Jobs also returned to Apple after a decade of absence. In 1996, he became an advisor to Apple’s then-chairman, Gilbert F. Amelio. Jobs accepted the role of Apple chairman and CEO in 1997 and revitalized the company with improved products and services and the introduction of highly successful product lines, with the iPod, iPhone, and MacBook.
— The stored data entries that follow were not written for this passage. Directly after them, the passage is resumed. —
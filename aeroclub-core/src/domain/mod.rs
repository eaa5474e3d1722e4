//! Domain types for the aeroclub schedule

pub mod booking;
pub mod directory;
pub mod ids;
pub mod person;
pub mod resource;

pub use booking::Booking;
pub use directory::Directory;
pub use ids::{BookingId, PersonId, ResourceId};
pub use person::{Person, Role};
pub use resource::Resource;
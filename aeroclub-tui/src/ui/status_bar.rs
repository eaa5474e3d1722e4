//! Bottom status bar — key hints, booking count, last status message.

use ratatui::layout::Rect;
use ratatui::text::{Line, Span};
use ratatui::widgets::Paragraph;
use ratatui::Frame;

use aeroclub_core::schedule::ViewMode;
use aeroclub_core::GridModel;

use crate::app::{AppState, StatusLevel};
use crate::theme;

pub fn render(f: &mut Frame, area: Rect, app: &AppState, grid: &GridModel) {
    let hints = match grid.mode {
        ViewMode::Browse => " h/l:day [/]:page j/k:row Tab:pick Enter:open /:search ?:help q:quit",
        ViewMode::Search => " h/l:week j/k:row Tab:pick Enter:open /:search Esc:clear ?:help q:quit",
    };
    let mut spans = vec![
        Span::styled(hints, theme::muted()),
        Span::raw(" | "),
        Span::styled(format!("{} bookings", grid.placement_count()), theme::text()),
    ];

    if let Some((msg, level)) = &app.status_message {
        let style = match level {
            StatusLevel::Info => theme::accent(),
            StatusLevel::Warning => theme::warning(),
            StatusLevel::Error => theme::negative(),
        };
        spans.push(Span::raw(" | "));
        spans.push(Span::styled(msg.as_str(), style));
    }

    f.render_widget(Paragraph::new(Line::from(spans)), area);
}
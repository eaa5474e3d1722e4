//! Application state — single-owner, main-thread only.
//!
//! The schedule itself is never cached here: every frame re-assembles a
//! [`GridModel`] from the view triple, the snapshot and the wall clock.

use chrono::{NaiveDate, NaiveDateTime};
use tracing::{info, warn};

use aeroclub_core::domain::BookingId;
use aeroclub_core::schedule::{
    suggest, NavAction, Placement, ScheduleEvent, Suggestion, ViewMode,
};
use aeroclub_core::{assemble, ConsoleConfig, GridModel, Snapshot, ViewState};

/// Popups drawn over the schedule. Only one at a time.
#[derive(Debug, Clone, PartialEq, Eq)]
pub enum Overlay {
    None,
    Welcome,
    Help,
    Search,
    Booking(BookingId),
}

/// Status message severity.
#[derive(Debug, Clone, Copy, PartialEq, Eq)]
pub enum StatusLevel {
    Info,
    Warning,
    Error,
}

/// Row cursor plus the placement picked with Tab inside that row.
#[derive(Debug, Clone, Copy, Default, PartialEq, Eq)]
pub struct GridCursor {
    pub row: usize,
    pub placement: Option<usize>,
}

/// Search overlay: typed query and the live suggestion list.
#[derive(Debug, Clone, Default)]
pub struct SearchState {
    pub input: String,
    pub suggestions: Vec<Suggestion>,
    pub cursor: usize,
}

impl SearchState {
    pub fn selected(&self) -> Option<&Suggestion> {
        self.suggestions.get(self.cursor)
    }
}

pub struct AppState {
    pub running: bool,
    pub config: ConsoleConfig,
    pub snapshot: Snapshot,
    pub view: ViewState,
    pub cursor: GridCursor,
    pub overlay: Overlay,
    pub search: SearchState,
    pub status_message: Option<(String, StatusLevel)>,
}

impl AppState {
    pub fn new(config: ConsoleConfig, snapshot: Snapshot, today: NaiveDate) -> Self {
        Self {
            running: true,
            config,
            snapshot,
            view: ViewState::new(today),
            cursor: GridCursor::default(),
            overlay: Overlay::Welcome,
            search: SearchState::default(),
            status_message: None,
        }
    }

    pub fn mode(&self) -> ViewMode {
        self.view.mode()
    }

    /// Render model for this instant.
    pub fn grid(&self, now: NaiveDateTime) -> GridModel {
        assemble(&self.view, &self.snapshot, now)
    }

    /// Forward a UI event to the view state. Any change resets the
    /// placement selection, since the rows it referred to are gone.
    pub fn dispatch(&mut self, event: ScheduleEvent, today: NaiveDate) -> bool {
        let changed = self
            .view
            .apply(event, self.snapshot.resources.len(), today);
        if changed {
            self.cursor.placement = None;
        }
        changed
    }

    pub fn navigate(&mut self, action: NavAction, today: NaiveDate) {
        if self.dispatch(ScheduleEvent::Navigate(action), today) {
            self.status_message = None;
        }
    }

    /// Step the resource page by `delta`. Pages only exist in Browse.
    pub fn step_page(&mut self, delta: isize, today: NaiveDate) {
        if self.mode() == ViewMode::Search {
            self.set_warning("Pages are frozen while a filter is active");
            return;
        }
        let Some(target) = self.view.page_index.checked_add_signed(delta) else {
            return;
        };
        if self.dispatch(ScheduleEvent::PageChanged(target), today) {
            self.cursor.row = 0;
        }
    }

    pub fn move_row(&mut self, delta: isize, row_count: usize) {
        if row_count == 0 {
            return;
        }
        let row = self.cursor.row.saturating_add_signed(delta).min(row_count - 1);
        if row != self.cursor.row {
            self.cursor = GridCursor {
                row,
                placement: None,
            };
        }
    }

    /// Tab through the placements of the cursor row, wrapping back to none.
    pub fn cycle_placement(&mut self, grid: &GridModel) {
        let count = grid.placements_in_row(self.cursor.row).len();
        self.cursor.placement = match self.cursor.placement {
            _ if count == 0 => None,
            None => Some(0),
            Some(i) if i + 1 < count => Some(i + 1),
            Some(_) => None,
        };
    }

    /// Keep the cursor inside the grid after rows or placements changed.
    pub fn sync_cursor(&mut self, grid: &GridModel) {
        let rows = grid.rows.len();
        if rows == 0 {
            self.cursor = GridCursor::default();
            return;
        }
        if self.cursor.row >= rows {
            self.cursor.row = rows - 1;
            self.cursor.placement = None;
        }
        let count = grid.placements_in_row(self.cursor.row).len();
        if self.cursor.placement.is_some_and(|i| i >= count) {
            self.cursor.placement = None;
        }
    }

    pub fn selected_placement<'g>(&self, grid: &'g GridModel) -> Option<&'g Placement> {
        let idx = self.cursor.placement?;
        grid.placements_in_row(self.cursor.row).get(idx)
    }

    /// Hand the selected booking to the details overlay.
    pub fn activate_selected(&mut self, grid: &GridModel) {
        match self.selected_placement(grid) {
            Some(p) => {
                info!(booking = %p.booking_id, "open booking details");
                self.overlay = Overlay::Booking(p.booking_id.clone());
            }
            None => self.set_warning("No booking selected (Tab picks one)"),
        }
    }

    pub fn open_search(&mut self) {
        self.search = SearchState::default();
        self.overlay = Overlay::Search;
    }

    /// Recompute suggestions for the current query.
    pub fn refresh_suggestions(&mut self) {
        self.search.suggestions = suggest(
            &self.search.input,
            &self.snapshot.resources,
            &self.snapshot.people,
            Some(self.config.suggestion_limit),
        );
        self.search.cursor = 0;
    }

    pub fn move_suggestion(&mut self, delta: isize) {
        let count = self.search.suggestions.len();
        if count == 0 {
            return;
        }
        self.search.cursor = self
            .search
            .cursor
            .saturating_add_signed(delta)
            .min(count - 1);
    }

    /// Apply the highlighted suggestion as the filter and close the overlay.
    pub fn accept_suggestion(&mut self, today: NaiveDate) {
        let Some(suggestion) = self.search.selected().cloned() else {
            self.set_warning("No match to apply");
            return;
        };
        let criterion = suggestion.criterion();
        self.overlay = Overlay::None;
        self.search = SearchState::default();
        if self.dispatch(ScheduleEvent::FilterChanged(criterion.clone()), today) {
            self.cursor.row = 0;
            self.set_status(format!("Showing week for {criterion}"));
        }
    }

    pub fn clear_filter(&mut self, today: NaiveDate) {
        if self.dispatch(ScheduleEvent::FilterCleared, today) {
            self.cursor.row = 0;
            self.set_status("Filter cleared");
        }
    }

    /// Re-read the configured data source. The current snapshot is kept
    /// when loading fails.
    pub fn reload(&mut self, today: NaiveDate) {
        match self.config.load_snapshot(today) {
            Ok(snapshot) => {
                self.snapshot = snapshot;
                self.view.clamp_page(self.snapshot.resources.len());
                self.cursor.placement = None;
                self.set_status(format!(
                    "Reloaded {} aircraft, {} bookings",
                    self.snapshot.resources.len(),
                    self.snapshot.bookings.len()
                ));
            }
            Err(e) => self.push_error(format!("Reload failed: {e}")),
        }
    }

    /// Log an error and surface it in the status bar.
    pub fn push_error(&mut self, message: String) {
        warn!(%message, "console error");
        self.status_message = Some((message, StatusLevel::Error));
    }

    pub fn set_status(&mut self, msg: impl Into<String>) {
        self.status_message = Some((msg.into(), StatusLevel::Info));
    }

    pub fn set_warning(&mut self, msg: impl Into<String>) {
        self.status_message = Some((msg.into(), StatusLevel::Warning));
    }
}
//! Aeroclub console — booking schedule TUI with vim-style navigation.
//!
//! Usage: `aeroclub-tui [CONFIG.toml]`. The config path may also come from
//! `AEROCLUB_CONFIG`.

use std::io::{self, stdout};
use std::path::PathBuf;
use std::time::Duration;

use anyhow::{Context, Result};
use chrono::Local;
use crossterm::event::{self, Event};
use crossterm::execute;
use crossterm::terminal::{
    disable_raw_mode, enable_raw_mode, EnterAlternateScreen, LeaveAlternateScreen,
};
use ratatui::backend::CrosstermBackend;
use ratatui::Terminal;
use tracing::{info, warn};

use aeroclub_core::ConsoleConfig;
use aeroclub_tui::app::AppState;
use aeroclub_tui::{input, logging, persistence, ui};

fn main() -> Result<()> {
    let config_path = std::env::args_os()
        .nth(1)
        .or_else(|| std::env::var_os("AEROCLUB_CONFIG"))
        .map(PathBuf::from);
    let config = ConsoleConfig::load_or_default(config_path.as_deref())
        .context("load console config")?;

    let log_path = config
        .log_file
        .clone()
        .unwrap_or_else(|| logging::default_path("console.log"));
    logging::init(&log_path, &config.log_filter)?;

    let state_path = config
        .state_file
        .clone()
        .unwrap_or_else(|| logging::default_path("state.json"));

    let today = Local::now().date_naive();
    let snapshot = config.load_snapshot(today).context("load schedule data")?;
    info!(
        aircraft = snapshot.resources.len(),
        people = snapshot.people.len(),
        bookings = snapshot.bookings.len(),
        "console starting"
    );

    let persisted = persistence::load(&state_path);
    let mut app = AppState::new(config, snapshot, today);
    persistence::apply(&mut app, persisted);

    // Install a panic hook that restores the terminal before printing the panic.
    let default_hook = std::panic::take_hook();
    std::panic::set_hook(Box::new(move |info| {
        let _ = disable_raw_mode();
        let _ = execute!(io::stderr(), LeaveAlternateScreen);
        default_hook(info);
    }));

    // Setup terminal
    enable_raw_mode()?;
    let mut stdout = stdout();
    execute!(stdout, EnterAlternateScreen)?;
    let backend = CrosstermBackend::new(stdout);
    let mut terminal = Terminal::new(backend)?;
    terminal.clear()?;

    let result = run_app(&mut terminal, &mut app);

    // Save state before exit
    if let Err(e) = persistence::save(&state_path, &persistence::extract(&app)) {
        warn!(error = %e, path = %state_path.display(), "could not save console state");
    }

    // Restore terminal
    disable_raw_mode()?;
    execute!(terminal.backend_mut(), LeaveAlternateScreen)?;
    terminal.show_cursor()?;

    result
}

fn run_app(
    terminal: &mut Terminal<CrosstermBackend<io::Stdout>>,
    app: &mut AppState,
) -> Result<()> {
    loop {
        // 1. Render with the current local time; the marker moves on its own.
        let now = Local::now().naive_local();
        terminal.draw(|f| ui::draw(f, app, now))?;

        // 2. Poll for input events (250ms timeout keeps the marker fresh).
        if event::poll(Duration::from_millis(250))? {
            if let Event::Key(key) = event::read()? {
                input::handle_key(app, key, Local::now().naive_local());
            }
        }

        // 3. Check quit
        if !app.running {
            break;
        }
    }
    Ok(())
}
//! Fixed-size pages of aircraft for daily browsing.

use serde::Serialize;

use crate::domain::Resource;

/// Aircraft rows per page in Browse mode.
pub const PAGE_SIZE: usize = 8;

/// One page of the fleet.
#[derive(Debug, Clone, PartialEq, Eq, Serialize)]
pub struct ResourcePage<'a> {
    pub page_index: usize,
    pub page_size: usize,
    pub page_count: usize,
    pub items: &'a [Resource],
}

/// Number of pages needed for `total` resources. An empty fleet still has one
/// (empty) page so that page 0 is always valid.
pub fn page_count(total: usize) -> usize {
    total.div_ceil(PAGE_SIZE).max(1)
}

/// Whether `page_index` addresses an existing page.
pub fn is_valid_page(page_index: usize, total: usize) -> bool {
    page_index < page_count(total)
}

/// Slice `[page_index * PAGE_SIZE, (page_index + 1) * PAGE_SIZE)` of the fleet,
/// clipped to its length. Returns `None` for a page past the end; callers
/// treat that as a no-op.
pub fn page_slice(resources: &[Resource], page_index: usize) -> Option<ResourcePage<'_>> {
    if !is_valid_page(page_index, resources.len()) {
        return None;
    }
    let start = page_index * PAGE_SIZE;
    let end = (start + PAGE_SIZE).min(resources.len());
    Some(ResourcePage {
        page_index,
        page_size: PAGE_SIZE,
        page_count: page_count(resources.len()),
        items: &resources[start.min(end)..end],
    })
}
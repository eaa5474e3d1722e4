//! File logging. The terminal belongs to the UI, so log lines go to a file.

use std::fs::OpenOptions;
use std::path::{Path, PathBuf};
use std::sync::Mutex;

use anyhow::{anyhow, Context, Result};
use tracing_subscriber::EnvFilter;

/// `<config dir>/aeroclub/<file>`, falling back to the working directory.
pub fn default_path(file: &str) -> PathBuf {
    dirs::config_dir()
        .unwrap_or_else(|| PathBuf::from("."))
        .join("aeroclub")
        .join(file)
}

/// Install a global fmt subscriber appending to `path`. `RUST_LOG` wins
/// over the configured filter when set.
pub fn init(path: &Path, filter: &str) -> Result<()> {
    if let Some(parent) = path.parent() {
        std::fs::create_dir_all(parent)
            .with_context(|| format!("create log dir {}", parent.display()))?;
    }
    let file = OpenOptions::new()
        .create(true)
        .append(true)
        .open(path)
        .with_context(|| format!("open log file {}", path.display()))?;

    let filter = EnvFilter::try_from_default_env().or_else(|_| EnvFilter::try_new(filter))?;
    tracing_subscriber::fmt()
        .with_env_filter(filter)
        .with_writer(Mutex::new(file))
        .with_ansi(false)
        .with_target(true)
        .try_init()
        .map_err(|e| anyhow!("install log subscriber: {e}"))
}
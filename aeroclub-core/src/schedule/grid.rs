//! Builds one read-only render model per frame from the view state, the
//! snapshot and the wall clock.

use chrono::{NaiveDate, NaiveDateTime};
use serde::Serialize;

use crate::data::Snapshot;
use crate::domain::Directory;

use super::filter::FilterCriterion;
use super::marker::{current_time_marker, TimeMarker};
use super::paginate::{page_count, page_slice};
use super::placement::{place_all, Placement, RowKey, RowSpec};
use super::view::ViewState;
use super::window::{DayWindow, TimeWindow, ViewMode};

/// Pagination position, present only in Browse.
#[derive(Debug, Clone, Copy, PartialEq, Eq, Serialize)]
pub struct PageInfo {
    pub index: usize,
    pub count: usize,
}

#[derive(Debug, Clone, PartialEq, Serialize)]
pub struct GridRow {
    pub key: RowKey,
    pub label: String,
    pub day: NaiveDate,
    pub placements: Vec<Placement>,
}

/// Everything an adapter needs to draw one frame. Built fresh per render.
#[derive(Debug, Clone, PartialEq, Serialize)]
pub struct GridModel {
    pub mode: ViewMode,
    pub criterion: FilterCriterion,
    pub first_day: NaiveDate,
    pub last_day: NaiveDate,
    pub page: Option<PageInfo>,
    pub rows: Vec<GridRow>,
    pub marker: Option<TimeMarker>,
}

impl GridModel {
    pub fn placement_count(&self) -> usize {
        self.rows.iter().map(|r| r.placements.len()).sum()
    }

    pub fn placements_in_row(&self, row: usize) -> &[Placement] {
        self.rows
            .get(row)
            .map(|r| r.placements.as_slice())
            .unwrap_or(&[])
    }

    /// Placement under `x_fraction` on `row`. When placements overlap, the one
    /// drawn last (rightmost start) wins, matching what the user sees.
    pub fn placement_at(&self, row: usize, x_fraction: f64) -> Option<&Placement> {
        self.placements_in_row(row)
            .iter()
            .rev()
            .find(|p| p.geometry().contains(x_fraction))
    }

    pub fn title(&self) -> String {
        match self.mode {
            ViewMode::Browse => self.first_day.format("%A %-d %B %Y").to_string(),
            ViewMode::Search => format!(
                "Week {} – {} · {}",
                self.first_day.format("%-d %b"),
                self.last_day.format("%-d %b %Y"),
                self.criterion
            ),
        }
    }
}

fn rows_for(state: &ViewState, window: &TimeWindow, snapshot: &Snapshot) -> Vec<RowSpec> {
    match window {
        TimeWindow::Daily(day) => {
            let last = page_count(snapshot.resources.len()) - 1;
            let page = page_slice(&snapshot.resources, state.page_index.min(last));
            page.map(|p| p.items)
                .unwrap_or(&[])
                .iter()
                .map(|r| RowSpec {
                    key: RowKey::Resource(r.id.clone()),
                    label: r.tail.clone(),
                    window: *day,
                })
                .collect()
        }
        TimeWindow::Weekly(days) => days
            .iter()
            .map(|day: &DayWindow| RowSpec {
                key: RowKey::Weekday(day.weekday_offset()),
                label: day.day.format("%a %d/%m").to_string(),
                window: *day,
            })
            .collect(),
    }
}

/// Build the render model for `state` over `snapshot` at wall-clock `now`.
///
/// Pure: the same inputs always give the same model, and nothing is retained
/// between calls.
pub fn assemble(state: &ViewState, snapshot: &Snapshot, now: NaiveDateTime) -> GridModel {
    let mode = state.mode();
    let window = state.window();
    let specs = rows_for(state, &window, snapshot);
    let directory = Directory::new(&snapshot.resources, &snapshot.people);
    let placements = place_all(&specs, &snapshot.bookings, &state.criterion, &directory);

    let mut rows: Vec<GridRow> = specs
        .into_iter()
        .map(|spec| GridRow {
            key: spec.key,
            label: spec.label,
            day: spec.window.day,
            placements: Vec::new(),
        })
        .collect();
    for placement in placements {
        if let Some(row) = rows.get_mut(placement.row_index) {
            row.placements.push(placement);
        }
    }

    let page = match mode {
        ViewMode::Browse => {
            let count = page_count(snapshot.resources.len());
            Some(PageInfo {
                index: state.page_index.min(count - 1),
                count,
            })
        }
        ViewMode::Search => None,
    };

    GridModel {
        mode,
        criterion: state.criterion.clone(),
        first_day: window.first_day(),
        last_day: window.last_day(),
        page,
        rows,
        marker: current_time_marker(mode, state.reference_date, now),
    }
}
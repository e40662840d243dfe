//! Reference CLI: load `watcher.json`, watch the configured roots and
//! print one line per delivered change.

use anyhow::Result;
use clap::Parser;
use std::path::PathBuf;
use tracing::info;
use tracing_subscriber::EnvFilter;
use watchfs::Watcher;

mod config;

#[derive(Parser, Debug)]
#[command(name = "watchfs", about = "Watch directories recursively and report changes")]
struct Cli {
	/// Path to the configuration file
	#[arg(long, default_value = "watcher.json")]
	config: PathBuf,
}

#[tokio::main]
async fn main() -> Result<()> {
	tracing_subscriber::fmt()
		.with_env_filter(EnvFilter::try_from_default_env().unwrap_or_else(|_| EnvFilter::new("info")))
		.init();

	let cli = Cli::parse();
	let config = config::load(&cli.config)?;

	info!("Registering watcher");
	let mut watcher = Watcher::new();
	for path in config.paths {
		watcher = watcher.add_path(path);
	}
	for pattern in config.ignore {
		watcher = watcher.ignore(pattern);
	}
	for extension in config.extensions {
		watcher = watcher.add_extension(extension);
	}
	let watcher =
		watcher.on_change(|info| println!("Changed: {}", info.path().display()), false);

	info!("Watching given paths...");
	let handle = watcher.start()?;

	let control = handle.control();
	tokio::spawn(async move {
		if tokio::signal::ctrl_c().await.is_ok() {
			info!("Shutting down");
			control.stop();
		}
	});

	handle.join().await?;
	Ok(())
}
Wozniak, meanwhile, followed a different track, heading back to school to complete his BS degree in Electrical Engineering and Computer Science at U.C. Berkeley in 1987. He also became very involved in education, teaching fifth-grade students at local schools near his Silicon Valley, Calif. home and sponsoring a variety of education-focused programs in the U.S. and overseas. He consulted for Apple until 1985 and then founded CL 9, a company that developed remote control switches. In 2001, he co-founded Wheels of Zeus, or “WoZ,” (which is also one of his nicknames), in order to create wireless GPS technology systems. WoZ closed in 2006, after which point Wozniak co-founded Acquicor Technology with Gil Amelio. He is currently chief scientist at Primary Data.
Both Wozniak and Jobs have been recognized with countless awards and honors, including National Medals of Technology, awarded in 1985 by then-President Ronald Reagan. Wozniak was inducted into the Inventors Hall of Fame in 2000 and is a past recipient of the Heinz Award for Technology, The Economy, and Employment. Jobs was granted the Jefferson Award for Public Service in 1987 and was named Entrepreneur of the Decade by Inc. Magazine in 1989.
Jobs announced his resignation as Apple’s CEO in 2011 and was replaced by Chief Operating Officer, Tim Cook. Jobs passed away from pancreatic cancer on October 5, 2011.